Students say they want to see more of the state’s diverse population represented at Cal Poly.
And they want to see a change in how the university handles racist incidents and supports the cultural communities on campus so that Cal Poly can be more inclusive. Many said they’re frustrated at what they see as a lack of concrete action from the university.
“I don’t know exactly what they can do — but at the same time, that shouldn’t be the job of the students. It should be our administration and our school caring for us because that’s their job,” said Kaila Bishop, a fourth-year civil engineering student and president of the university’s chapter of the National Society of Black Engineers. “It kind of seems like they’re hiding how many issues we actually have. ... At some point, administration is going to have to do something about it.”
Coming tomorrow: What does Cal Poly do to attract students of color and improve diversity on campus?
Tribune reporter Stephanie Zappelli contributed to this report.
BEHIND THE STORY
MOREBehind our reporting
Tribune reporter Mackenzie Shuman spent about six months investigating why Cal Poly in San Luis Obispo remains the whitest, least ethnically or racially diverse public university in California. She was aided by Tribune reporting intern Stephanie Zappelli.
Click the arrow to see what went into our reporting.
How the series started
Mackenzie received a document from a now-retired Cal Poly admissions official that showed the university’s application, acceptance and enrollment data broken down by ethnicity, race and various other factors. She was initially interested in the simple fact that the data showed clearly that white applicants were more likely to be accepted into Cal Poly than minority students.
Mackenzie then asked a question: Why was that?
That led her down a much deeper path of reporting.
Who was interviewed for this series
Once it was realized that the reporting project would focus on solutions for improving the diversity of Cal Poly’s student body, Mackenzie enlisted the help of intern Stephanie.
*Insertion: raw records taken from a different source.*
use serde::Serialize;

pub const SERVICE_NAME: &str = "finpulse-analytics";

#[derive(Debug, Clone, PartialEq, Serialize)]
pub struct AnalysisResult {
    pub avg_return: f64,
    pub volatility: f64,
    pub risk_score: f64,
    /// Unix seconds.
    pub processed_at: i64,
}

#[derive(Debug, Clone, Serialize)]
pub struct HealthStatus {
    pub status: &'static str,
    pub service: &'static str,
}

impl HealthStatus {
    pub fn ok() -> Self {
        Self {
            status: "ok",
            service: SERVICE_NAME,
        }
    }
}

#[derive(Debug, Clone, Serialize)]
pub struct ErrorBody {
    pub error: String,
}
pub mod http;

use serde_json::Value;

/// Raw reply from the analytics service. The body is kept as JSON so callers
/// can pass upstream errors through untouched.
#[derive(Debug, Clone)]
pub struct AnalyticsReply {
    pub status: u16,
    pub body: Value,
}

impl AnalyticsReply {
    pub fn is_success(&self) -> bool {
        (200..300).contains(&self.status)
    }
}

#[async_trait::async_trait]
pub trait AnalyticsClient: Send + Sync {
    async fn analyze(&self, returns: Vec<Value>) -> anyhow::Result<AnalyticsReply>;
}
The pair then reached out to diversity experts from around the country. They presented Cal Poly’s diversity data to each of the experts and asked what they would suggest the university do to change it.
The experts, from national nonprofit leader Maureen Hoyler to Cal Poly Pomona’s Director of Admissions Brandon Tuck, each had different ideas for the university.
Mackenzie and Stephanie also interviewed several Cal Poly faculty and staff, although many did not feel comfortable being named in the stories for fear of retribution.
Bringing the data to life
This series was largely guided by the data Mackenzie received from the beginning.
But stories filled only with data would not accurately portray the issues a lack of student diversity has caused at Cal Poly.
So, Mackenzie and Stephanie interviewed dozens of students of color attending the university and asked about their experiences. They attended several Cal Poly club meetings, spoke to students on campus and reached out to campus leaders.
Many students of color said they’d grown used to being the victim of racist microaggressions from other students on campus. Not all students were comfortable sharing their stories, but several did so in hopes that their voice would push the university’s administration to make changes so future Cal Poly Mustangs would have a better, more comfortable experience on campus than they did.
Student anecdotes are the heart of “The People’s University” series.